A 1ª. R., C…, S.A. invocou na contestação a sua ilegitimidade passiva por já não ser proprietária do prédio sito na …, …/… por o ter vendido a G…, Lda.
Em sede de impugnação diz que não houve tradição dos imóveis; que não foi paga a totalidade do preço; que o contrato foi celebrado com o intuito de garantir o negócio relativo à compra e venda de acções entre a H…, S.A e I…, S.A.; que a A só submeteu a registo o contrato-promessa em 9 de Novembro de 2006, impugnando os demais factos alegados pela A.
Concluiu defendendo que a A nunca entrou na posse dos prédios dos autos, mesmo que se entendesse o contrário tal posse, porque não titulada, presume-se de má-fé, não tendo a A ilidido a presunção consagrada no artº. 1260º. do C.C.; defende ainda que também não estamos perante uma posse pública porque nem os vizinhos reconhecem a A como possuidora dos imóveis; acrescenta que a acessão da posse a que se reporta o artº. 1256º. do C.C. exige que a transmissão do anterior para o actual possuidor seja titulada, sendo título o que a lei exige para que o negócio de transmissão seja formal e substancialmente válido, o que não ocorre no caso dos autos. Termina pedindo a condenação da A como litigante de má-fé porquanto a A não poderia ignorar a falta de fundamento da acção, para além de ter alterado a verdade dos factos e omitido outros relevantes.

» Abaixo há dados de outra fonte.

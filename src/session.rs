//! Ambient per-session storage collaborator.
//!
//! The backend correlates calls through a handful of session-scoped values
//! (base URL, bearer token, NR number, lock token, contact fields). The store
//! is owned and lifecycle-managed by the caller and injected into the client
//! builder; the client reads and writes it but never initializes it.

use std::collections::HashMap;
use std::sync::RwLock;

/// Well-known session keys read and written by the client.
///
/// Key names match the backend's session conventions so a store can be backed
/// by an existing web session without translation.
pub mod keys {
    /// Base URL of the NameX API.
    pub const BASE_URL: &str = "BASE_URL";
    /// Bearer token used by the search endpoint.
    pub const AUTH_TOKEN: &str = "KEYCLOAK_TOKEN";
    /// Current NR number, sent as the `BCREG-NR` header.
    pub const NR_NUMBER: &str = "BCREG-nrNum";
    /// NR reference link, sent as the `BCREG-NRL` header.
    pub const NR_LINK: &str = "BCREG-NRL";
    /// Applicant phone number, sent as the `BCREG-User-Phone` header.
    pub const PHONE: &str = "BCREG-phoneNumber";
    /// Applicant email address, sent as the `BCREG-User-Email` header.
    pub const EMAIL: &str = "BCREG-emailAddress";
    /// Actor holding the edit lock.
    pub const CHECKED_OUT_BY: &str = "checkedOutBy";
    /// Timestamp the edit lock was acquired.
    pub const CHECKED_OUT_DT: &str = "checkedOutDt";
}

/// String key/value session storage.
///
/// Implementations must be cheap to clone behind an `Arc` and safe to share
/// across tasks. All operations are synchronous; stores backed by remote
/// systems should cache locally.
pub trait SessionStore: Send + Sync {
    fn get(&self, key: &str) -> Option<String>;
    fn set(&self, key: &str, value: &str);
    fn remove(&self, key: &str);
}

/// In-memory session store. Default for tests and standalone use.
#[derive(Debug, Default)]
pub struct InMemorySession {
    entries: RwLock<HashMap<String, String>>,
}

impl InMemorySession {
    pub fn new() -> Self {
        Self::default()
    }
}

impl SessionStore for InMemorySession {
    fn get(&self, key: &str) -> Option<String> {
        self.entries.read().unwrap().get(key).cloned()
    }

    fn set(&self, key: &str, value: &str) {
        self.entries
            .write()
            .unwrap()
            .insert(key.to_string(), value.to_string());
    }

    fn remove(&self, key: &str) {
        self.entries.write().unwrap().remove(key);
    }
}

#[cfg(test)]
mod tests {
    use super::*;

    #[test]
    fn set_get_remove_round_trip() {
        let session = InMemorySession::new();
        assert_eq!(session.get(keys::NR_NUMBER), None);

        session.set(keys::NR_NUMBER, "NR 1234567");
        assert_eq!(session.get(keys::NR_NUMBER), Some("NR 1234567".to_string()));

        session.set(keys::NR_NUMBER, "NR 7654321");
        assert_eq!(session.get(keys::NR_NUMBER), Some("NR 7654321".to_string()));

        session.remove(keys::NR_NUMBER);
        assert_eq!(session.get(keys::NR_NUMBER), None);
    }
}
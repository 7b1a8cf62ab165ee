//! Error-reporting collaborator.
//!
//! Endpoint methods surface failures indirectly: they return a sentinel and
//! forward a normalized [`AppError`] record to whatever [`ErrorReporter`] the
//! application injected. The crate ships three reporters:
//!
//! | Reporter | Use |
//! |----------|-----|
//! | [`NoopReporter`] | Default; discards records |
//! | [`InMemoryReporter`] | Captures records for inspection in tests |
//! | [`TracingReporter`] | Emits records as `tracing` error events |

use async_trait::async_trait;
use serde::Serialize;
use std::sync::{Arc, RwLock};

/// Normalized error record delivered to the reporter.
#[derive(Debug, Clone, PartialEq, Eq, Serialize)]
pub struct AppError {
    /// Stable identifier of the failing operation (e.g. `get-name-request-error`).
    pub id: String,
    /// Normalized, single-line message (line breaks rewritten to `<br>`).
    pub error: String,
}

impl AppError {
    pub fn new(id: impl Into<String>, error: impl Into<String>) -> Self {
        Self {
            id: id.into(),
            error: error.into(),
        }
    }
}

/// Destination for [`AppError`] records.
#[async_trait]
pub trait ErrorReporter: Send + Sync {
    async fn report(&self, error: AppError);
}

/// Reporter that drops every record.
pub struct NoopReporter;

#[async_trait]
impl ErrorReporter for NoopReporter {
    async fn report(&self, _error: AppError) {}
}

/// Returns a shared no-op reporter.
pub fn noop_reporter() -> Arc<dyn ErrorReporter> {
    Arc::new(NoopReporter)
}

/// In-memory reporter for testing.
#[derive(Default)]
pub struct InMemoryReporter {
    records: Arc<RwLock<Vec<AppError>>>,
}

impl InMemoryReporter {
    pub fn new() -> Self {
        Self::default()
    }

    pub fn records(&self) -> Vec<AppError> {
        self.records.read().unwrap().clone()
    }

    pub fn records_by_id(&self, id: &str) -> Vec<AppError> {
        self.records
            .read()
            .unwrap()
            .iter()
            .filter(|r| r.id == id)
            .cloned()
            .collect()
    }

    pub fn clear(&self) {
        self.records.write().unwrap().clear();
    }

    pub fn len(&self) -> usize {
        self.records.read().unwrap().len()
    }

    pub fn is_empty(&self) -> bool {
        self.len() == 0
    }
}

#[async_trait]
impl ErrorReporter for InMemoryReporter {
    async fn report(&self, error: AppError) {
        self.records.write().unwrap().push(error);
    }
}

/// Reporter that forwards records to `tracing` at error level.
pub struct TracingReporter;

#[async_trait]
impl ErrorReporter for TracingReporter {
    async fn report(&self, error: AppError) {
        tracing::error!(target: "namex_client", id = %error.id, "{}", error.error);
    }
}
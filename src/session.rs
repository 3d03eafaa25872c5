//! Authenticated session, built once per provider and cached as plain data.

use std::sync::Arc;

use serde::{Deserialize, Serialize};
use sobject_browser_auth::{Credentials, SalesforceCredentials, SessionExchange};
use sobject_browser_client::{ClientConfig, SalesforceClient};
use sobject_browser_tooling::{base_url, ToolingClient};
use tokio::sync::OnceCell;
use tracing::{info, instrument};

use crate::cache::{keys, KeyValueCache};
use crate::error::Result;
use crate::memo::MemoCell;
use crate::resolver::CredentialResolver;

/// Everything needed to rebuild a session without asking the SF CLI again.
///
/// The access token is redacted in Debug output.
#[derive(Clone, PartialEq, Eq, Serialize, Deserialize)]
#[serde(rename_all = "camelCase")]
pub struct SessionRecord {
    pub username: String,
    pub instance_url: String,
    pub access_token: String,
    pub api_version: String,
    pub base_url: String,
}

impl std::fmt::Debug for SessionRecord {
    fn fmt(&self, f: &mut std::fmt::Formatter<'_>) -> std::fmt::Result {
        f.debug_struct("SessionRecord")
            .field("username", &self.username)
            .field("instance_url", &self.instance_url)
            .field("access_token", &"[REDACTED]")
            .field("api_version", &self.api_version)
            .field("base_url", &self.base_url)
            .finish()
    }
}

impl SessionRecord {
    /// Record for credentials returned by an exchange.
    pub fn from_credentials(username: &str, creds: &SalesforceCredentials) -> Result<Self> {
        Ok(Self {
            username: creds.username().unwrap_or(username).to_string(),
            instance_url: creds.instance_url().to_string(),
            access_token: creds.access_token().to_string(),
            api_version: creds.api_version().to_string(),
            base_url: base_url(creds.instance_url())?,
        })
    }
}

/// A live Tooling client plus the record it was built from.
#[derive(Debug, Clone)]
pub struct Session {
    record: SessionRecord,
    client: ToolingClient,
}

impl Session {
    /// Build a client from a record. The token is not checked here.
    pub fn from_record(record: SessionRecord, config: ClientConfig) -> Result<Self> {
        let client = SalesforceClient::with_config(
            record.instance_url.clone(),
            record.access_token.clone(),
            config,
        )?
        .with_api_version(record.api_version.clone());

        Ok(Self {
            record,
            client: ToolingClient::from_client(client),
        })
    }

    pub fn client(&self) -> &ToolingClient {
        &self.client
    }

    pub fn record(&self) -> &SessionRecord {
        &self.record
    }

    pub fn username(&self) -> &str {
        &self.record.username
    }

    /// Scheme and host of the org, for setup links.
    pub fn base_url(&self) -> &str {
        &self.record.base_url
    }
}

/// Hands out the session for the default org.
///
/// The first call in a process either rebuilds the session from the cached
/// `connection` record or resolves the username and runs the exchange. The
/// result is kept for the provider's lifetime.
pub struct SessionProvider<E> {
    resolver: CredentialResolver,
    exchange: E,
    cache: Arc<dyn KeyValueCache>,
    client_config: ClientConfig,
    api_version: Option<String>,
    live: OnceCell<Session>,
}

impl<E> std::fmt::Debug for SessionProvider<E> {
    fn fmt(&self, f: &mut std::fmt::Formatter<'_>) -> std::fmt::Result {
        f.debug_struct("SessionProvider")
            .field("connected", &self.live.initialized())
            .finish_non_exhaustive()
    }
}

impl<E: SessionExchange> SessionProvider<E> {
    pub fn new(resolver: CredentialResolver, exchange: E, cache: Arc<dyn KeyValueCache>) -> Self {
        Self {
            resolver,
            exchange,
            cache,
            client_config: ClientConfig::default(),
            api_version: None,
            live: OnceCell::new(),
        }
    }

    /// HTTP settings for the rebuilt client.
    pub fn with_client_config(mut self, config: ClientConfig) -> Self {
        self.client_config = config;
        self
    }

    /// Use this API version regardless of what the exchange reports.
    pub fn with_api_version(mut self, version: Option<String>) -> Self {
        self.api_version = version;
        self
    }

    pub fn resolver(&self) -> &CredentialResolver {
        &self.resolver
    }

    pub fn exchange(&self) -> &E {
        &self.exchange
    }

    /// The session for the default org.
    pub async fn session(&self) -> Result<&Session> {
        self.live.get_or_try_init(|| self.connect()).await
    }

    #[instrument(skip(self))]
    async fn connect(&self) -> Result<Session> {
        let mut record = MemoCell::new(self.cache.clone(), keys::CONNECTION)
            .get_or_fetch(|| self.exchange_record())
            .await?;

        if let Some(version) = &self.api_version {
            record.api_version = version.clone();
        }

        Session::from_record(record, self.client_config.clone())
    }

    async fn exchange_record(&self) -> Result<SessionRecord> {
        let username = self.resolver.default_username().await?;
        let creds = self.exchange.exchange(&username).await?;
        let record = SessionRecord::from_credentials(&username, &creds)?;

        MemoCell::<String>::new(self.cache.clone(), keys::BASE_URL).store(&record.base_url)?;
        info!(username = %record.username, instance_url = %record.instance_url, "Session established");
        Ok(record)
    }
}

A 3ª R., E…, S.A. impugna por desconhecimento toda a matéria de facto alegada na P.I. com excepção da constituição da hipoteca voluntária a seu favor. Mais defende que o contrato-promessa invocado não tem eficácia translativa, não sendo a posse da A titulada, que a A não alega a prática de actos materiais sobre os prédios, que a interposição da acção de execução específica por parte da A revela que a A não tinha verdadeiro animus possidendi, não se sabendo igualmente se passou a tratar dos assuntos dos prédios à vista de todos e sem qualquer oposição, sendo que os actos elencados são de administração e praticados em nome da 1ª. R., sendo que a própria A alega que a partir de Novembro de 2006 a atitude da R. mudou.
Finalmente alega que são aplicáveis à usucapião as regras da prescrição - cfr. artº. 1292º- nomeadamente o disposto no artº. 325º. do C.C. - tendo a A, com a interposição da acção de execução específica, reconhecido o direito de propriedade da primeira R. sobre os prédios.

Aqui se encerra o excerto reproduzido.